Posted by: Jon Beardsley at October 26, 2009 06:16 PM

great points @Jon, and well put - this sort of comparison would probably work with lots of modern forms vs earlier ones. one thing you mention that I especially like is the idea that experimental musics are:

"less a conceptual revolt against social norms then they are a question posed to musical norms."

the point, or question perhaps, at the center of my post is: to what extent are those the same thing?

to question a musical norm, or to employ one, seems to have a conceptual component, as if the shape of a music is the shape of a thought.

great points,
mz

Posted by: Michael Zapruder at October 26, 2009 07:26 PM

Michael, excellent and insightful article. i would just like to say to the person who said that "Tin Pan Alley and American Songbook are the models for all of future songwriting." Isn't that a little bit of a culturally elitist view? Do you think songwriters from Finland, Malaysia, New Zealand, or Argentina were so affected or influenced by United States music at the time? Did Tin Pan Alley bands spring up in these countries within a few short years of its creation and offer a bond to other Tin Pan Alley bands around the world that transcended nationality and race?
Truthfully i'd have to say i don't know. i would have to research it before stating that nothing like that happened. My percieved belief however is that it did not.
Punk rock did exactly that. It was a worldwide phenomenon and it was achieved without any financial, media or entertainment industry support. Those things only appeared after Punk had fought its way from being a reviled and despised class of people and music to the unfortunatley all encompassing overbloated thing it is today.
If that can happen, who knows what might be created in the future or what from country it may originate.
Thanks.

Posted by: tony schoengart at October 28, 2009 04:45 PM

Great philosophical discussion. But still the whole site seems to be overwhelming geared toward western music. Couldn't find any Middle Eastern, no African, very little if any Asian. Ho hum. I guess the genome still needs some real soul, in addition to breadth and depth. I guess the people that are in charge might try thinking outside of Pandora's box, musically.

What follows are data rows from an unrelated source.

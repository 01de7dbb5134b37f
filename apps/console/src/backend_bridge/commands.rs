//! Backend commands queued from UI to backend worker.

use client_core::UploadCandidate;
use shared::domain::{Domain, ReportVariant, SessionId};

use crate::controller::events::UiErrorContext;

/// Which aggregates a visualization view asks for: one session's charts or
/// the latest domain-wide ones.
#[derive(Debug, Clone, PartialEq, Eq)]
pub enum VisualizationSource {
    Session(SessionId),
    Domain(Domain),
}

#[derive(Debug, Clone)]
pub enum BackendCommand {
    SubmitUpload {
        domain: Domain,
        candidate: UploadCandidate,
    },
    LoadVisualization {
        source: VisualizationSource,
    },
    DownloadFile {
        filename: String,
    },
    GenerateReport {
        session_id: SessionId,
        domain: Domain,
        variant: ReportVariant,
    },
    CheckHealth,
}

impl BackendCommand {
    pub fn name(&self) -> &'static str {
        match self {
            BackendCommand::SubmitUpload { .. } => "submit_upload",
            BackendCommand::LoadVisualization { .. } => "load_visualization",
            BackendCommand::DownloadFile { .. } => "download_file",
            BackendCommand::GenerateReport { .. } => "generate_report",
            BackendCommand::CheckHealth => "check_health",
        }
    }

    pub fn error_context(&self) -> UiErrorContext {
        match self {
            BackendCommand::SubmitUpload { .. } => UiErrorContext::Upload,
            BackendCommand::LoadVisualization { .. } => UiErrorContext::Visualization,
            BackendCommand::DownloadFile { .. } => UiErrorContext::Download,
            BackendCommand::GenerateReport { .. } => UiErrorContext::Report,
            BackendCommand::CheckHealth => UiErrorContext::Health,
        }
    }
}
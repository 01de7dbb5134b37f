use super::*;

#[test]
fn blank_lines_are_not_actions() {
    assert_eq!(parse_line(""), Ok(None));
    assert_eq!(parse_line("   \t"), Ok(None));
}

#[test]
fn commands_take_their_argument_verbatim() {
    assert_eq!(
        parse_line("select Telecom"),
        Ok(Some(UiAction::SelectDomain("Telecom".into())))
    );
    assert_eq!(
        parse_line("file  data/Q3 sales.csv "),
        Ok(Some(UiAction::ChooseFile(PathBuf::from("data/Q3 sales.csv"))))
    );
    assert_eq!(
        parse_line("download supermarket_anomalies.csv"),
        Ok(Some(UiAction::Download("supermarket_anomalies.csv".into())))
    );
}

#[test]
fn visualization_defaults_to_the_index() {
    assert_eq!(
        parse_line("viz"),
        Ok(Some(UiAction::Visualization(VisualizationMode::Index)))
    );
    assert_eq!(
        parse_line("VIZ Dashboard"),
        Ok(Some(UiAction::Visualization(VisualizationMode::Dashboard)))
    );
    assert!(parse_line("viz pie").is_err());
}

#[test]
fn report_variant_is_optional() {
    assert_eq!(
        parse_line("report"),
        Ok(Some(UiAction::Report(ReportVariant::Comprehensive)))
    );
    assert_eq!(
        parse_line("report detailed"),
        Ok(Some(UiAction::Report(ReportVariant::Detailed)))
    );
    let err = parse_line("report quarterly").expect_err("unknown variant");
    assert!(err.contains("quarterly"), "{err}");
}

#[test]
fn missing_arguments_and_unknown_commands_explain_usage() {
    assert_eq!(parse_line("select"), Err("usage: select <domain>".to_string()));
    assert_eq!(parse_line("file"), Err("usage: file <path>".to_string()));
    let err = parse_line("chat hello").expect_err("unknown command");
    assert!(err.contains("help"), "{err}");
}

#[test]
fn quit_has_aliases() {
    for line in ["quit", "exit", "q"] {
        assert_eq!(parse_line(line), Ok(Some(UiAction::Quit)));
    }
}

Posted by: pangkat at October 29, 2009 12:17 PM

hey @pangkat - we couldn't agree more, and couldn't be more eager to add those genres to Pandora.

because of the way we add music, we have to do a great deal of setup and training and musicological analysis before we can add new genres, especially genres as complex as African music, or Asian or Middle Eastern. We also have to have full collections of those kinds of music in order to make good stations. we need to have enough matches.

at this point, the genres you mention are not available on pandora, not because we don't value them, but because we do. we won't add new genres, especially those of other cultures, until we are certain that we can do them justice.

We are currently analyzing African genres in preparation for making that available, and we look forward to having all of these kinds of music available.

thanks for the comment,
---Michael
(music curator)

Posted by: Michael Zapruder at October 29, 2009 01:58 PM

"At worst, it projects our beliefs onto the people of the future, presuming that they will not only understand everything better than we do, but that they will select what we value and confirm its ultimate superiority. In other words, it's a fantasy."

Some still have an interest in the music of the 12th ot 14th Century and likely the same things were said of the music of that time..... Imagine the popular trubodor of the day singing romatic songs of far away. Well where all all those songs now? Some remains, the best, as will some of the punk rock songs of the 70's.